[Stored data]
____________

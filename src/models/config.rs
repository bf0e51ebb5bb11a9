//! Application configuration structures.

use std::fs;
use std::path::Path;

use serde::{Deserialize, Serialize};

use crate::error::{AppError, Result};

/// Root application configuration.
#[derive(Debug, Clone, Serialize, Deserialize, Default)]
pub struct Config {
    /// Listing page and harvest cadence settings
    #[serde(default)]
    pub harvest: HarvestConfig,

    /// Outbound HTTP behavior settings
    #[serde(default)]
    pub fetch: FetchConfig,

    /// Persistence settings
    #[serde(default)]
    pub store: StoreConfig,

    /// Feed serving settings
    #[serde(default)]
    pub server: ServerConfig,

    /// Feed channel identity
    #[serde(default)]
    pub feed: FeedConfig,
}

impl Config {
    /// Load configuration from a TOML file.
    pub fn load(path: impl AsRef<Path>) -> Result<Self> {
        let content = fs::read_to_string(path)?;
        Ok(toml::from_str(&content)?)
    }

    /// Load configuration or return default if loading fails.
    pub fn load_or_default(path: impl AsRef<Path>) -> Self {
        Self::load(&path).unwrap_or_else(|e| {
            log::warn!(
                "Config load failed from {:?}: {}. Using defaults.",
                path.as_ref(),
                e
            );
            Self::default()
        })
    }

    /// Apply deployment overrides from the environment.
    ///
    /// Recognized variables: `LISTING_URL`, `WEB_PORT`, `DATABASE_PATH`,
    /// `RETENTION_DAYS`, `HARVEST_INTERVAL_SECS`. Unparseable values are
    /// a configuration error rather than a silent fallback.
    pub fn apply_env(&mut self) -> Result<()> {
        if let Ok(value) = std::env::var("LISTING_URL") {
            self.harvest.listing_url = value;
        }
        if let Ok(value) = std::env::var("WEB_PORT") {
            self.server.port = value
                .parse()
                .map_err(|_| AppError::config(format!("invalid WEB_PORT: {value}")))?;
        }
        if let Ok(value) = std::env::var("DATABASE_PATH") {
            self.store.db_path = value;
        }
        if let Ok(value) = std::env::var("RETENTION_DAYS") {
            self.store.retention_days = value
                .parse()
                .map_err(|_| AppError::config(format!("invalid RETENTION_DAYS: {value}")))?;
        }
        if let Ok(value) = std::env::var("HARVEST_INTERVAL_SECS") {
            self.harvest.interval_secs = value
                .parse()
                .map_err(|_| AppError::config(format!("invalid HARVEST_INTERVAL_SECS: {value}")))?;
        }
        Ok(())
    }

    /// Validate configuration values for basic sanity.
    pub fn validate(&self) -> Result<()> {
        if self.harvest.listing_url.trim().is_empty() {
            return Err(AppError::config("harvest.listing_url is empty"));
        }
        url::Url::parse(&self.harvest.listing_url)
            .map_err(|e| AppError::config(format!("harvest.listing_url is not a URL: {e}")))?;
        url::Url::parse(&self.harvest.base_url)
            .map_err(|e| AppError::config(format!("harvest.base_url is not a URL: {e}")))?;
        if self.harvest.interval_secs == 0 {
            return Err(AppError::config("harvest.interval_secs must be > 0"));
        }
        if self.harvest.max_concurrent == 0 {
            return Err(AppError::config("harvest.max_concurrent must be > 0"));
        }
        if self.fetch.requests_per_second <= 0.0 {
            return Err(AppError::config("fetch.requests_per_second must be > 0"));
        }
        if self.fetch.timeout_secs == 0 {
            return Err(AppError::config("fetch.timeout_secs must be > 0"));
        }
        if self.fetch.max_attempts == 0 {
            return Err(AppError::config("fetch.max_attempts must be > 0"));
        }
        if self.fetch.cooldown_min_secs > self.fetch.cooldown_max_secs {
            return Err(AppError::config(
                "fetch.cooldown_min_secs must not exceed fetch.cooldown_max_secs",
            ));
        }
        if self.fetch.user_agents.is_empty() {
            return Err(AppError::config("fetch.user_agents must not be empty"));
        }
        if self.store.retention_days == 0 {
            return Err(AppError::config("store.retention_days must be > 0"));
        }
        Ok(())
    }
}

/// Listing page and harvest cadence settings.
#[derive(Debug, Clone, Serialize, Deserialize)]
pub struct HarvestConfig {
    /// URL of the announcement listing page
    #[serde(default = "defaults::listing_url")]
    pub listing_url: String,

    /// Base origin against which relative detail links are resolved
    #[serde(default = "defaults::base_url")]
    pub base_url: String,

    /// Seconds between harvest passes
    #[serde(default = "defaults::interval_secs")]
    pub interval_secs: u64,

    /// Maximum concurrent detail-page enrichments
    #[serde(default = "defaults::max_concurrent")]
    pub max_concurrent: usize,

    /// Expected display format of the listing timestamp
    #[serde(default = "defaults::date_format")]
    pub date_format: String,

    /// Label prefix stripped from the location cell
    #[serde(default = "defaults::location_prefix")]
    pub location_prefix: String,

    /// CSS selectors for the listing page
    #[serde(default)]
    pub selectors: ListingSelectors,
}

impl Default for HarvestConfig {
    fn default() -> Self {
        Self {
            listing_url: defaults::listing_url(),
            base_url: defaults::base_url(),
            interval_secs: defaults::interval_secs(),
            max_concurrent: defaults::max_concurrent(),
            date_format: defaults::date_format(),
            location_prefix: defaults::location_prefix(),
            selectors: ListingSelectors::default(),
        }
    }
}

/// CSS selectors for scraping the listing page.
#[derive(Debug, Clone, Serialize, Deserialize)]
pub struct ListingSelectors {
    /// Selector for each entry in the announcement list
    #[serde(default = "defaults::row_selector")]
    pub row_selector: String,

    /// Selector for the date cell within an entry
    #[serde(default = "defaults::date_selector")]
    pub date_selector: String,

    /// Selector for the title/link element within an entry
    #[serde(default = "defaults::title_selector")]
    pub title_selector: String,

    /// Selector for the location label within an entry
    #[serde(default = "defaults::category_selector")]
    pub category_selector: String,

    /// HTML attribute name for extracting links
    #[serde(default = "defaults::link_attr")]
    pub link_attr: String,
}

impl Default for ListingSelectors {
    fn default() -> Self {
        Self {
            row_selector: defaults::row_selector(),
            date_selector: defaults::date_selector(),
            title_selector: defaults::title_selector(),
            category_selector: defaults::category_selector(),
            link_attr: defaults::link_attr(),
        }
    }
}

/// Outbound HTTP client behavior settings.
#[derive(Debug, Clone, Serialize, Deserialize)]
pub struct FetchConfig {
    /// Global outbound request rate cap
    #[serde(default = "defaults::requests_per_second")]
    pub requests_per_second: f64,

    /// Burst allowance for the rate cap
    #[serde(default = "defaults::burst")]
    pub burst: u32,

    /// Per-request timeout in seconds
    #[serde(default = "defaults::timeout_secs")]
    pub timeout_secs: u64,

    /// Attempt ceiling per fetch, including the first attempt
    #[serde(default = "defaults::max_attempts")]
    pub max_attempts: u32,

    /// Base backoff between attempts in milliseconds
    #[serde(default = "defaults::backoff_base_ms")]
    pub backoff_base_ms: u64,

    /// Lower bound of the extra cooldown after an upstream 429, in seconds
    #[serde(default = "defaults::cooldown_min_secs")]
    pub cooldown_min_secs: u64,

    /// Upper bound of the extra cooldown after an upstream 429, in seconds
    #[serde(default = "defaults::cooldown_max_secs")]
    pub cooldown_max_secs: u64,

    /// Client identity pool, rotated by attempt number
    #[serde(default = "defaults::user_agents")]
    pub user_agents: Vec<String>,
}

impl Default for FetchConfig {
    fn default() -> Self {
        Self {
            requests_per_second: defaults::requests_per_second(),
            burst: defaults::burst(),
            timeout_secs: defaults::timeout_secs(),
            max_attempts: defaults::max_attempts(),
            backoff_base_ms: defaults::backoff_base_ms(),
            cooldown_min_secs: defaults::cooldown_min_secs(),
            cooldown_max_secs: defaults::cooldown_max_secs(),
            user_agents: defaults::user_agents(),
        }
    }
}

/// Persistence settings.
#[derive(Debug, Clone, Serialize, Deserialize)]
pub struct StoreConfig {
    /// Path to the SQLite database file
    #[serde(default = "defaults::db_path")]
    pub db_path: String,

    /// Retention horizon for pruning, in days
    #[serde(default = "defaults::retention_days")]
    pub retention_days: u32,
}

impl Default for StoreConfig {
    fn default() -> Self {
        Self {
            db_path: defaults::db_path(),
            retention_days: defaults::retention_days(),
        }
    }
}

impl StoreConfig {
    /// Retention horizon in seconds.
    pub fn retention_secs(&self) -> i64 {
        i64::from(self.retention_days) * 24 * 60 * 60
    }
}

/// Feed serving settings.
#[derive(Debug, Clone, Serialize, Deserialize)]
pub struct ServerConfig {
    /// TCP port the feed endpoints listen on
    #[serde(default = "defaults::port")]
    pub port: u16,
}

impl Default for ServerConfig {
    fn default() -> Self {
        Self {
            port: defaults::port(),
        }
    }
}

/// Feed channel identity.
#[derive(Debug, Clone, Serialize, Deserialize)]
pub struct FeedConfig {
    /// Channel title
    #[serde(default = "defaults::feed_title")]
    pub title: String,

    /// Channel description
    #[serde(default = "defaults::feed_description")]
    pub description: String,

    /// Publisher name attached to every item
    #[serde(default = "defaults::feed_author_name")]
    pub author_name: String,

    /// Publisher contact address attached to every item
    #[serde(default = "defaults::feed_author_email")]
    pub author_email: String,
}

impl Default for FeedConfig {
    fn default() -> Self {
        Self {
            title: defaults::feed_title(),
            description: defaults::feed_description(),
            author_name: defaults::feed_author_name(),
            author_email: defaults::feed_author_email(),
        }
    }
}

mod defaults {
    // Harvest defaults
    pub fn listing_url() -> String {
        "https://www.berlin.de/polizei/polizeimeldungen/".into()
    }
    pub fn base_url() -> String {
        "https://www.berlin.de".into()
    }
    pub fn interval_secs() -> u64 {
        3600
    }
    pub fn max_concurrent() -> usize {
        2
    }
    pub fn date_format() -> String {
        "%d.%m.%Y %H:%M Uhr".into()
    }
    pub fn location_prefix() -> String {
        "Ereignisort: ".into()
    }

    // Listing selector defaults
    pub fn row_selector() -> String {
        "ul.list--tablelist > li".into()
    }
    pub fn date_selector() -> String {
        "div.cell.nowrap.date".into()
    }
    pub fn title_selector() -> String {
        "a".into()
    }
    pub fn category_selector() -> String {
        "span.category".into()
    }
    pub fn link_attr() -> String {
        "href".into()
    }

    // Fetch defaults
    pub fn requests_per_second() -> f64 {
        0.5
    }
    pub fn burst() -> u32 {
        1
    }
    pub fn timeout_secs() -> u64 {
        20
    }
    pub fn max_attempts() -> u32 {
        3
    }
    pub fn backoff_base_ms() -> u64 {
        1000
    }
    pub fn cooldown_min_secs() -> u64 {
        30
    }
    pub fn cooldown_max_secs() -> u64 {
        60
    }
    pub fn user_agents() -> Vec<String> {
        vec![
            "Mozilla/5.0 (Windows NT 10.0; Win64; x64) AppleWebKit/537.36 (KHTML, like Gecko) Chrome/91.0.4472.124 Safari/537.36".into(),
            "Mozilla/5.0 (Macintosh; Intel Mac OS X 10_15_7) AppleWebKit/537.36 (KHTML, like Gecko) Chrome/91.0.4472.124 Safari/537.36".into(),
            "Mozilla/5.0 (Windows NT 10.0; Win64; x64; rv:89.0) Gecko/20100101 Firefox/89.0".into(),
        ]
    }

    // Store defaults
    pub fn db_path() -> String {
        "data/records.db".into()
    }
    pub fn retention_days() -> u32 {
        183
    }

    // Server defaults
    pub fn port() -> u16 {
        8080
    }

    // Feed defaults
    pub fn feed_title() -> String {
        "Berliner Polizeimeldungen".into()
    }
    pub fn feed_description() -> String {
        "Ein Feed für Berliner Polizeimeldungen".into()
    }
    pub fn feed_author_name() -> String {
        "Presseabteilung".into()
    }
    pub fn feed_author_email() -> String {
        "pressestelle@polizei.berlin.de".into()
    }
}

____________

Look back at the data above. Transcribe exactly the lines starting at the line that contains "load failed from" and ending at the line that contains "url::Url::parse(&self.harvest.base_url)".

                "Config load failed from {:?}: {}. Using defaults.",
                path.as_ref(),
                e
            );
            Self::default()
        })
    }

    /// Apply deployment overrides from the environment.
    ///
    /// Recognized variables: `LISTING_URL`, `WEB_PORT`, `DATABASE_PATH`,
    /// `RETENTION_DAYS`, `HARVEST_INTERVAL_SECS`. Unparseable values are
    /// a configuration error rather than a silent fallback.
    pub fn apply_env(&mut self) -> Result<()> {
        if let Ok(value) = std::env::var("LISTING_URL") {
            self.harvest.listing_url = value;
        }
        if let Ok(value) = std::env::var("WEB_PORT") {
            self.server.port = value
                .parse()
                .map_err(|_| AppError::config(format!("invalid WEB_PORT: {value}")))?;
        }
        if let Ok(value) = std::env::var("DATABASE_PATH") {
            self.store.db_path = value;
        }
        if let Ok(value) = std::env::var("RETENTION_DAYS") {
            self.store.retention_days = value
                .parse()
                .map_err(|_| AppError::config(format!("invalid RETENTION_DAYS: {value}")))?;
        }
        if let Ok(value) = std::env::var("HARVEST_INTERVAL_SECS") {
            self.harvest.interval_secs = value
                .parse()
                .map_err(|_| AppError::config(format!("invalid HARVEST_INTERVAL_SECS: {value}")))?;
        }
        Ok(())
    }

    /// Validate configuration values for basic sanity.
    pub fn validate(&self) -> Result<()> {
        if self.harvest.listing_url.trim().is_empty() {
            return Err(AppError::config("harvest.listing_url is empty"));
        }
        url::Url::parse(&self.harvest.listing_url)
            .map_err(|e| AppError::config(format!("harvest.listing_url is not a URL: {e}")))?;
        url::Url::parse(&self.harvest.base_url)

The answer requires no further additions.